- **WORK TO COMPLETE**: Pull out each line of the data that includes the word "ManifestWriteFailed".

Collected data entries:
________________________

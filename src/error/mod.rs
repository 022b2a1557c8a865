//! Error types and handling for agentkit
//!
//! Uses `thiserror` for error definitions and `miette` for pretty diagnostics.
//!
//! Sub-modules:
//! - [`fs`]: classification of `std::io::Error` into path, permission and disk-space errors
//! - [`messages`]: user-facing messages shown by install/uninstall results

pub mod fs;
pub mod messages;


pub use fs::FsOp;

use miette::Diagnostic;
use thiserror::Error;

/// Main error type for agentkit operations
#[derive(Error, Diagnostic, Debug)]
pub enum KitError {
    // File system errors
    #[error("Path not found: {path}")]
    #[diagnostic(
        code(agentkit::fs::invalid_path),
        help("Check that the directory exists or pass a different --primary-dir/--secondary-dir")
    )]
    InvalidPath { path: String },

    #[error("Permission denied: {path}")]
    #[diagnostic(
        code(agentkit::fs::permission_denied),
        help("Check directory permissions (e.g. chmod)")
    )]
    PermissionDenied { path: String },

    #[error("No space left on device while writing {path}")]
    #[diagnostic(code(agentkit::fs::disk_full), help("Free some disk space and retry"))]
    DiskFull { path: String },

    #[error("Failed to read file: {path}: {reason}")]
    #[diagnostic(code(agentkit::fs::read_failed))]
    FileReadFailed { path: String, reason: String },

    #[error("Failed to write file: {path}: {reason}")]
    #[diagnostic(code(agentkit::fs::write_failed))]
    FileWriteFailed { path: String, reason: String },

    #[error("Not a regular file: {path}")]
    #[diagnostic(
        code(agentkit::fs::not_a_file),
        help("Only files are removed; delete the directory by hand if it is no longer needed")
    )]
    NotAFile { path: String },

    #[error("IO error: {message}")]
    #[diagnostic(code(agentkit::fs::io_error))]
    IoError { message: String },

    // Lock file errors
    #[error("Failed to parse lock file: {path}: {reason}")]
    #[diagnostic(
        code(agentkit::lockfile::parse_failed),
        help("Delete the lock file to force a fresh install")
    )]
    ManifestParseFailed { path: String, reason: String },

    #[error("Failed to write lock file: {path}")]
    #[diagnostic(code(agentkit::lockfile::write_failed))]
    ManifestWriteFailed {
        path: String,
        #[source]
        source: Box<KitError>,
    },

    // Settings errors
    #[error("Failed to parse settings file: {path}: {reason}")]
    #[diagnostic(
        code(agentkit::settings::parse_failed),
        help("Fix the JSON syntax in the settings file; it was left untouched")
    )]
    SettingsParseFailed { path: String, reason: String },

    #[error("Settings merge failed for {path}; original file restored")]
    #[diagnostic(code(agentkit::settings::merge_failed))]
    MergeTransactionFailed {
        path: String,
        #[source]
        source: Box<KitError>,
    },

    // Asset errors
    #[error("Failed to install asset: {path}")]
    #[diagnostic(code(agentkit::asset::copy_failed))]
    AssetCopyFailed {
        path: String,
        #[source]
        source: Box<KitError>,
    },

    #[error("Failed to parse kit descriptor: {path}: {reason}")]
    #[diagnostic(
        code(agentkit::asset::kit_parse_failed),
        help("kit.yaml must contain `name` and `version` keys")
    )]
    KitConfigParseFailed { path: String, reason: String },

    // Command errors
    #[error("{command} failed with {count} error(s)")]
    #[diagnostic(code(agentkit::command::failed))]
    CommandFailed { command: String, count: usize },
}

impl KitError {
    /// Wrap an error raised while installing a single asset
    pub fn asset_copy(path: impl Into<String>, source: KitError) -> Self {
        KitError::AssetCopyFailed {
            path: path.into(),
            source: Box::new(source),
        }
    }

    /// Wrap an error raised while writing the lock file
    pub fn manifest_write(path: impl Into<String>, source: KitError) -> Self {
        KitError::ManifestWriteFailed {
            path: path.into(),
            source: Box::new(source),
        }
    }

    /// Wrap an error raised inside a settings merge transaction
    pub fn merge_transaction(path: impl Into<String>, source: KitError) -> Self {
        KitError::MergeTransactionFailed {
            path: path.into(),
            source: Box::new(source),
        }
    }

    /// Whether this error is the file system's "not found" condition
    pub fn is_not_found(&self) -> bool {
        matches!(self, KitError::InvalidPath { .. })
    }

    /// The innermost error of a wrapper chain
    pub fn root_cause(&self) -> &KitError {
        match self {
            KitError::ManifestWriteFailed { source, .. }
            | KitError::MergeTransactionFailed { source, .. }
            | KitError::AssetCopyFailed { source, .. } => source.root_cause(),
            other => other,
        }
    }
}

impl From<std::io::Error> for KitError {
    fn from(err: std::io::Error) -> Self {
        KitError::IoError {
            message: err.to_string(),
        }
    }
}

impl From<serde_json::Error> for KitError {
    fn from(err: serde_json::Error) -> Self {
        KitError::SettingsParseFailed {
            path: "unknown".to_string(),
            reason: err.to_string(),
        }
    }
}

impl From<serde_yaml::Error> for KitError {
    fn from(err: serde_yaml::Error) -> Self {
        KitError::KitConfigParseFailed {
            path: "unknown".to_string(),
            reason: err.to_string(),
        }
    }
}

/// Result type alias using miette for error handling
pub type Result<T> = miette::Result<T, KitError>;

________________________

- **WRITTEN RESPONSE**:
    ManifestWriteFailed {
        KitError::ManifestWriteFailed {
            KitError::ManifestWriteFailed { source, .. }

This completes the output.